= DESCRIPTION OF THE TASK =
Collect all lines from the records below that include the word "multipart".

= DATA TO EXAMINE =
┄┄┄┄┄┄┄┄┄┄

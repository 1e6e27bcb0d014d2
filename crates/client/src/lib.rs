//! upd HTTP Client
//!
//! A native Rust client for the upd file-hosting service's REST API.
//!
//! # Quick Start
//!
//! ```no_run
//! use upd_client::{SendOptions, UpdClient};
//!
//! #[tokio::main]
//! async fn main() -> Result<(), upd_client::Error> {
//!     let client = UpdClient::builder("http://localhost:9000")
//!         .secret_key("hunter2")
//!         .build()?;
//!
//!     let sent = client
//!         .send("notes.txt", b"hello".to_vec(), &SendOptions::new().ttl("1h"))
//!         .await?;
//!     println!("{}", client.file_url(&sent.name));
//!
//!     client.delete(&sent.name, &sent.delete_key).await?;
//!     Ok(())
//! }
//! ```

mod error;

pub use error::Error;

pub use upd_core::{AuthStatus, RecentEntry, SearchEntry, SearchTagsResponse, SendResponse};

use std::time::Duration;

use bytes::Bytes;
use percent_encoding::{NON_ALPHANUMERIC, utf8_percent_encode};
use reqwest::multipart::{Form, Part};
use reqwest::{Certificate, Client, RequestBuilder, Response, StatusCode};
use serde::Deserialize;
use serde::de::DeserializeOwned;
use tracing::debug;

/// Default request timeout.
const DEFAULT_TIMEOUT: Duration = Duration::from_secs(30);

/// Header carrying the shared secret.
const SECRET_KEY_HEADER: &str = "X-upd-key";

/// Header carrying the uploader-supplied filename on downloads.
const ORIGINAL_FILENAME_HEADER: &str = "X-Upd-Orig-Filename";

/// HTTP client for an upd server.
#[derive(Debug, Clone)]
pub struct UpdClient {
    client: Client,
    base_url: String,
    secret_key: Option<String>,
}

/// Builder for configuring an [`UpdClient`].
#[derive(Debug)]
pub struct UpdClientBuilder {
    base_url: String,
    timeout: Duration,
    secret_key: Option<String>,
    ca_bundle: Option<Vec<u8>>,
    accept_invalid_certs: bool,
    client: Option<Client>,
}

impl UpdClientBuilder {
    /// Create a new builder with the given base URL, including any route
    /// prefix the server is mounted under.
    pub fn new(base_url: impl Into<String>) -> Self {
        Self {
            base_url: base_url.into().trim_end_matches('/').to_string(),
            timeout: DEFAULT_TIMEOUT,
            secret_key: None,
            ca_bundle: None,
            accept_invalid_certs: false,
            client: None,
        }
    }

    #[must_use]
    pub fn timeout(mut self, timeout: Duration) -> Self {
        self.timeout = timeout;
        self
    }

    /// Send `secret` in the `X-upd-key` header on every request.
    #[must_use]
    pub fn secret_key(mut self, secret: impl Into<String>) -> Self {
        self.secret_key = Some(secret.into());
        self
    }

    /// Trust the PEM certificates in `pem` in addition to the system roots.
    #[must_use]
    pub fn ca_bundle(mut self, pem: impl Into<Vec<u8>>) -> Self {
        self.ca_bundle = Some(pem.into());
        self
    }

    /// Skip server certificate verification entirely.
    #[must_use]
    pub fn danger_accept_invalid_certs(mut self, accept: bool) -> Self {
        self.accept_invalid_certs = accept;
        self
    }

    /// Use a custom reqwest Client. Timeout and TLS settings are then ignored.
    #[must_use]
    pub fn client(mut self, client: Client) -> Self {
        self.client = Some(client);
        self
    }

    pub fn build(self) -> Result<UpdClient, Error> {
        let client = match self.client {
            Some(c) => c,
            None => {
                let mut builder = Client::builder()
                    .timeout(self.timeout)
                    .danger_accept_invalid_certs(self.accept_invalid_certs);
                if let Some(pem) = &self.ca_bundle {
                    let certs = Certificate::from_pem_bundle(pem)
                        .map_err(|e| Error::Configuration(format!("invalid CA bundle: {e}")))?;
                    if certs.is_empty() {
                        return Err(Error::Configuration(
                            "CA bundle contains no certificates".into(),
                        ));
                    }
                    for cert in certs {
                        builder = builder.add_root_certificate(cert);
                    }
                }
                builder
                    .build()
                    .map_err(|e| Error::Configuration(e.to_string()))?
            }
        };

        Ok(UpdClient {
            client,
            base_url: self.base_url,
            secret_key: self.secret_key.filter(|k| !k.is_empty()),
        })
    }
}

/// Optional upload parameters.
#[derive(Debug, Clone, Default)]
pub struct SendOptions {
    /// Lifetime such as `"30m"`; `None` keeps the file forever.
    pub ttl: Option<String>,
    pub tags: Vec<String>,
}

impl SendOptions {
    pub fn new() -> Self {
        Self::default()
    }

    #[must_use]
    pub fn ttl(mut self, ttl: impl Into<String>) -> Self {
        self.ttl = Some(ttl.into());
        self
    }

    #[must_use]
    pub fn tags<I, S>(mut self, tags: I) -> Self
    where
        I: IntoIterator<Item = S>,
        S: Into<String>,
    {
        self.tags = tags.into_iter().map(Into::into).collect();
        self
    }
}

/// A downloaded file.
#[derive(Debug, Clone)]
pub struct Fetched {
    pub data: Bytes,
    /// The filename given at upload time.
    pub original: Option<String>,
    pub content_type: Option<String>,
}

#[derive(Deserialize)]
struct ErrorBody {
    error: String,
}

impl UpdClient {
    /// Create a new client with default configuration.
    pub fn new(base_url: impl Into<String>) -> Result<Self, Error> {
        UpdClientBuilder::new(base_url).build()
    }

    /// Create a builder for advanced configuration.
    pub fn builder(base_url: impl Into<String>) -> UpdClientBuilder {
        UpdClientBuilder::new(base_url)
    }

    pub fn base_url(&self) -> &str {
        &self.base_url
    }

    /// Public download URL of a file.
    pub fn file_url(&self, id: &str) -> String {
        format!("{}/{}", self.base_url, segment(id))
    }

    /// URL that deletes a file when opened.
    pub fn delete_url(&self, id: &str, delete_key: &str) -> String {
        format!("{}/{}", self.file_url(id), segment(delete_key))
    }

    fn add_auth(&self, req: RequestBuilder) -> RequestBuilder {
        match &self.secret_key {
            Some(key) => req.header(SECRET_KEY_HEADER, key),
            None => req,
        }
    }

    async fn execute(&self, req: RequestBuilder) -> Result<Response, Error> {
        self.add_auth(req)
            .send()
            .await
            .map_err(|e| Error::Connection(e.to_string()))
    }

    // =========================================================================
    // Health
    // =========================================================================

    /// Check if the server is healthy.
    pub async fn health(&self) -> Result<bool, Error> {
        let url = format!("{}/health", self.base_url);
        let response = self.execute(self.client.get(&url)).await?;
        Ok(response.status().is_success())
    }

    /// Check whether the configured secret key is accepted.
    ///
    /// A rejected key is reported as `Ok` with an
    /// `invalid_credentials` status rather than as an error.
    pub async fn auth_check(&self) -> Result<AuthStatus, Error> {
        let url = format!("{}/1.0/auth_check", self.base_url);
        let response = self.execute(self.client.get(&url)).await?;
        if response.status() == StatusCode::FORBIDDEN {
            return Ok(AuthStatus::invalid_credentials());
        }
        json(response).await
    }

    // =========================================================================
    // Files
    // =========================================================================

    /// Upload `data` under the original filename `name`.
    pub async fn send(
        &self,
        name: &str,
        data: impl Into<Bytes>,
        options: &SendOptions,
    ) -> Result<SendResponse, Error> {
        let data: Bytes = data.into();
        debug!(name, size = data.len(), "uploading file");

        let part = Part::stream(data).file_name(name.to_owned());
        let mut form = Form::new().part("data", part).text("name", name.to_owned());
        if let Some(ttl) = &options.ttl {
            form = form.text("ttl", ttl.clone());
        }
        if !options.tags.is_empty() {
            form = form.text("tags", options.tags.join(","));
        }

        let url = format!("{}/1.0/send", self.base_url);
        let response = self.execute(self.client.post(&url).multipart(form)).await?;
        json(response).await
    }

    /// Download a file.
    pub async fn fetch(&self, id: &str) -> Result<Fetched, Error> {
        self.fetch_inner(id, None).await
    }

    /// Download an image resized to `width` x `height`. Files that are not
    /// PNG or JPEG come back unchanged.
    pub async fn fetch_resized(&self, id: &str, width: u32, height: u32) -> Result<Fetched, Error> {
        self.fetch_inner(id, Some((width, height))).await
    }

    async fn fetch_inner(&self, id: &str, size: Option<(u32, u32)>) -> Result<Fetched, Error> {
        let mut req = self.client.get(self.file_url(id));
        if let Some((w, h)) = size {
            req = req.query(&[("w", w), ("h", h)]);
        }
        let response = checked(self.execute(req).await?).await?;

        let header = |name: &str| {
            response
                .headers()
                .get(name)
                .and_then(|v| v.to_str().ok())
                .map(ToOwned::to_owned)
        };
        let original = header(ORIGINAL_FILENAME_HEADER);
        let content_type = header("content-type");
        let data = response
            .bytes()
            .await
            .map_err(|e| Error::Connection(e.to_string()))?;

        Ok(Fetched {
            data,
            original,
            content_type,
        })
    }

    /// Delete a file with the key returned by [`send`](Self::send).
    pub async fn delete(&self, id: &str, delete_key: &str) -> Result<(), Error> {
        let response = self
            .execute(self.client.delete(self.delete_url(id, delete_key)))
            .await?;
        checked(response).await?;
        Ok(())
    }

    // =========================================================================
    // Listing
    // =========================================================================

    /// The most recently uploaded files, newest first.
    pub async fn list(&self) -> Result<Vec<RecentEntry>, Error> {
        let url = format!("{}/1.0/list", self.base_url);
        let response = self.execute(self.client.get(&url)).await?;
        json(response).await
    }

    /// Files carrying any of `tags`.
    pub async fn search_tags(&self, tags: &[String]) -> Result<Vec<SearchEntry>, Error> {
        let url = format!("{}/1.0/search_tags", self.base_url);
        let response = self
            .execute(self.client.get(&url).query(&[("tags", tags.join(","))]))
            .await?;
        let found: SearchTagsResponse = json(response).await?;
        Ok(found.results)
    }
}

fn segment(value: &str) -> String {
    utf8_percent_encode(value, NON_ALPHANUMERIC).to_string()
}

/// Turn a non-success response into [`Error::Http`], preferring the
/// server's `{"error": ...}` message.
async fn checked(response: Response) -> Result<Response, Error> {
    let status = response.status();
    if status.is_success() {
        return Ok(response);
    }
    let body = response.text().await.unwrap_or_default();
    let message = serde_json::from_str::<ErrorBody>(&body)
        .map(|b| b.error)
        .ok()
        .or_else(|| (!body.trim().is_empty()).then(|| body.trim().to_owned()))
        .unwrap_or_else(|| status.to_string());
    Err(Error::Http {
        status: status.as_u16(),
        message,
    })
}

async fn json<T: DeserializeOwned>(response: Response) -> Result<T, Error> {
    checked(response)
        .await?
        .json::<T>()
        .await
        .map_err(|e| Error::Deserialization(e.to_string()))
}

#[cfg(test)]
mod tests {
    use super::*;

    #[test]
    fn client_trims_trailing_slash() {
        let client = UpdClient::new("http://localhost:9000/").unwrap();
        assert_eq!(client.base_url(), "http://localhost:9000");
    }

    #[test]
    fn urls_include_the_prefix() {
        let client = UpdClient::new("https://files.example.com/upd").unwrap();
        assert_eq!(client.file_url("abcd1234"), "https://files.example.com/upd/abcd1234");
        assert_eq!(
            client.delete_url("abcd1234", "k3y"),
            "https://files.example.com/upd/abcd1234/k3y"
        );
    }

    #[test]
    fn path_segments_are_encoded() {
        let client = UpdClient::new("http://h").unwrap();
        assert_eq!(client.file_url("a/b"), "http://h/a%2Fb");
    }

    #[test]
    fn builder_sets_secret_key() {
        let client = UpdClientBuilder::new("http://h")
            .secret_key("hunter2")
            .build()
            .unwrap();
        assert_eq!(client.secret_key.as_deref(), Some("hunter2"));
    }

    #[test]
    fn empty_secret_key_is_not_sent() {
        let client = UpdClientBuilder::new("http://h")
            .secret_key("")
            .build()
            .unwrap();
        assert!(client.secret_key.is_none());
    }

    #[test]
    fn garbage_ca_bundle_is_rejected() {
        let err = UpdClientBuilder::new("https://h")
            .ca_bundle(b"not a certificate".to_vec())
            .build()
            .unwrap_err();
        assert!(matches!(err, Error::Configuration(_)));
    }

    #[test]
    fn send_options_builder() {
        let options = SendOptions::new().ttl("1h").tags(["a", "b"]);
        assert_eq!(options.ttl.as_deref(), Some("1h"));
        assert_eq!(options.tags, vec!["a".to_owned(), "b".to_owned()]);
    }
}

┄┄┄┄┄┄┄┄┄┄

= SOLUTION TO THIS EXERCISE =
use reqwest::multipart::{Form, Part};
        let response = self.execute(self.client.post(&url).multipart(form)).await?;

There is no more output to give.